Studies on the lipid constituents of grape seeds recovered from pomace resulting from white grape processing

Authors

  • S. M. El-Shami Fats and Oils Dept., National Research Centre, Dokki, Cairo
  • M. H. El-Mallah Fats and Oils Dept., National Research Centre, Dokki, Cairo
  • S. S. Mohamed Fats and Oils Dept., National Research Centre, Dokki, Cairo

DOI:

https://doi.org/10.3989/gya.1992.v43.i3.1168

Keywords:

By-product, .Grape seed, Lipid composition, Technological process

Abstract


Studies on the lipid constituents of grape seeds, produced as by-product from white grape processing, were carried out. Gas liquid chromatography was used to determine the composition of fatty acid methyl esters and sterol silyl derivatives of the oil.
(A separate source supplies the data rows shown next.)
//! Process-wide cache for CRM lookups that rarely change.

use std::collections::HashMap;
use std::sync::Arc;
use tokio::sync::RwLock;
use tracing::debug;

use super::{CrmClient, CrmError, DedupeRule, FinancialType, PriceFieldValue};

/// Caches financial types, price field values and dedupe rules.
///
/// Entries live until [`invalidate`](Self::invalidate) is called. Lookups
/// that return nothing are not cached, so a value created remotely later
/// is picked up on the next call.
pub struct LookupCache {
    crm: Arc<dyn CrmClient>,
    financial_types: RwLock<Option<Vec<FinancialType>>>,
    price_field_values: RwLock<HashMap<u64, PriceFieldValue>>,
    default_price_field_value: RwLock<Option<PriceFieldValue>>,
    dedupe_rules: RwLock<HashMap<String, Vec<DedupeRule>>>,
}

impl LookupCache {
    pub fn new(crm: Arc<dyn CrmClient>) -> Self {
        Self {
            crm,
            financial_types: RwLock::new(None),
            price_field_values: RwLock::new(HashMap::new()),
            default_price_field_value: RwLock::new(None),
            dedupe_rules: RwLock::new(HashMap::new()),
        }
    }

    /// Drop every cached entry.
    pub async fn invalidate(&self) {
        *self.financial_types.write().await = None;
        self.price_field_values.write().await.clear();
        *self.default_price_field_value.write().await = None;
        self.dedupe_rules.write().await.clear();
        debug!("Lookup cache invalidated");
    }

    pub async fn financial_types(&self) -> Result<Vec<FinancialType>, CrmError> {
        if let Some(types) = self.financial_types.read().await.as_ref() {
            return Ok(types.clone());
        }

        let types = self.crm.financial_types().await?;
        *self.financial_types.write().await = Some(types.clone());
        Ok(types)
    }

    /// Whether the id names an active financial type.
    pub async fn is_active_financial_type(&self, id: u64) -> Result<bool, CrmError> {
        Ok(self
            .financial_types()
            .await?
            .iter()
            .any(|t| t.id == id && t.is_active))
    }

    pub async fn price_field_value(&self, id: u64) -> Result<Option<PriceFieldValue>, CrmError> {
        if let Some(value) = self.price_field_values.read().await.get(&id) {
            return Ok(Some(value.clone()));
        }

        let value = self.crm.price_field_value(id).await?;
        if let Some(value) = &value {
            self.price_field_values
                .write()
                .await
                .insert(id, value.clone());
        }
        Ok(value)
    }

    pub async fn default_price_field_value(&self) -> Result<Option<PriceFieldValue>, CrmError> {
        if let Some(value) = self.default_price_field_value.read().await.as_ref() {
            return Ok(Some(value.clone()));
        }

        let value = self.crm.default_price_field_value().await?;
        if let Some(value) = &value {
            *self.default_price_field_value.write().await = Some(value.clone());
        }
        Ok(value)
    }

    /// Resolve a dedupe rule by name or title for a contact type.
    pub async fn dedupe_rule_id(
        &self,
        contact_type: &str,
        rule: &str,
    ) -> Result<Option<u64>, CrmError> {
        let cached = self.dedupe_rules.read().await.get(contact_type).cloned();
        let rules = match cached {
            Some(rules) => rules,
            None => {
                let rules = self.crm.dedupe_rules(contact_type).await?;
                self.dedupe_rules
                    .write()
                    .await
                    .insert(contact_type.to_string(), rules.clone());
                rules
            }
        };

        Ok(rules
            .iter()
            .find(|r| r.name == rule || r.title == rule)
            .map(|r| r.id))
    }
}

#[cfg(test)]
mod tests {
    use super::*;
    use crate::testing::MockCrmClient;

    fn cache_with_mock() -> (LookupCache, Arc<MockCrmClient>) {
        let mock = Arc::new(MockCrmClient::new());
        (LookupCache::new(mock.clone()), mock)
    }

    #[tokio::test]
    async fn test_financial_types_fetched_once() {
        let (cache, mock) = cache_with_mock();

        cache.financial_types().await.unwrap();
        cache.financial_types().await.unwrap();
        assert!(cache.is_active_financial_type(1).await.unwrap());
        assert!(!cache.is_active_financial_type(999).await.unwrap());

        assert_eq!(mock.call_count("FinancialType.get").await, 1);
    }

    #[tokio::test]
    async fn test_invalidate_forces_refetch() {
        let (cache, mock) = cache_with_mock();

        cache.default_price_field_value().await.unwrap();
        cache.invalidate().await;
        cache.default_price_field_value().await.unwrap();

        assert_eq!(mock.call_count("PriceFieldValue.getdefault").await, 2);
    }

    #[tokio::test]
    async fn test_missing_price_field_value_not_cached() {
        let (cache, mock) = cache_with_mock();

        assert!(cache.price_field_value(42).await.unwrap().is_none());
        mock.add_price_field_value(crate::testing::fixtures::price_field_value(42, 4, Some(3)))
            .await;
        let value = cache.price_field_value(42).await.unwrap().unwrap();
        assert_eq!(value.price_field_id, 4);

        cache.price_field_value(42).await.unwrap();
        assert_eq!(mock.call_count("PriceFieldValue.get").await, 2);
    }

    #[tokio::test]
    async fn test_dedupe_rule_lookup_by_name_or_title() {
        let (cache, mock) = cache_with_mock();
        mock.add_dedupe_rule(DedupeRule {
            id: 12,
            name: "IndividualShop_12".to_string(),
            title: "Shop customers".to_string(),
            contact_type: "Individual".to_string(),
            used: "General".to_string(),
        })
        .await;

        assert_eq!(
            cache
                .dedupe_rule_id("Individual", "IndividualShop_12")
                .await
                .unwrap(),
            Some(12)
        );
        assert_eq!(
            cache
                .dedupe_rule_id("Individual", "Shop customers")
                .await
                .unwrap(),
            Some(12)
        );
        assert_eq!(
            cache.dedupe_rule_id("Individual", "nope").await.unwrap(),
            None
        );
        assert_eq!(mock.call_count("RuleGroup.get").await, 1);
    }

    #[tokio::test]
    async fn test_errors_propagate() {
        let (cache, mock) = cache_with_mock();
        mock.fail_on("FinancialType.get", CrmError::Timeout).await;

        assert!(matches!(
            cache.financial_types().await,
            Err(CrmError::Timeout)
        ));
    }
}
The oil was found to contain appreciable amount of unsaturated fatty acids, namely, oleic and linoleic acids, however, linolenic acid was not detected. Saturated fatty acids, namely, palmitic and stearic were found to be present in reasonable amounts. Myristic, palmitoleic, eicosanoic and eicosadienoic acids were detected as minor components. Isofucosterol was found among the other sterol constituents namely, campesterol, stigmasterol and beta-sitosterol. HPLC analysis of the oil for determination of tocopherols, showed the presence of alpha-and gamma-tocotrienols, and alpha-and gamma-tocopherols to the extent of 53.2, 28.6, 16,4 and 1,8% respectively. The total tocopherols content of the oil was 470 ppm. The defatted meal of grape seeds was found to contain 24,6% protein which contained large proportions of all the essential amino acids as determined by amino acid analyzer.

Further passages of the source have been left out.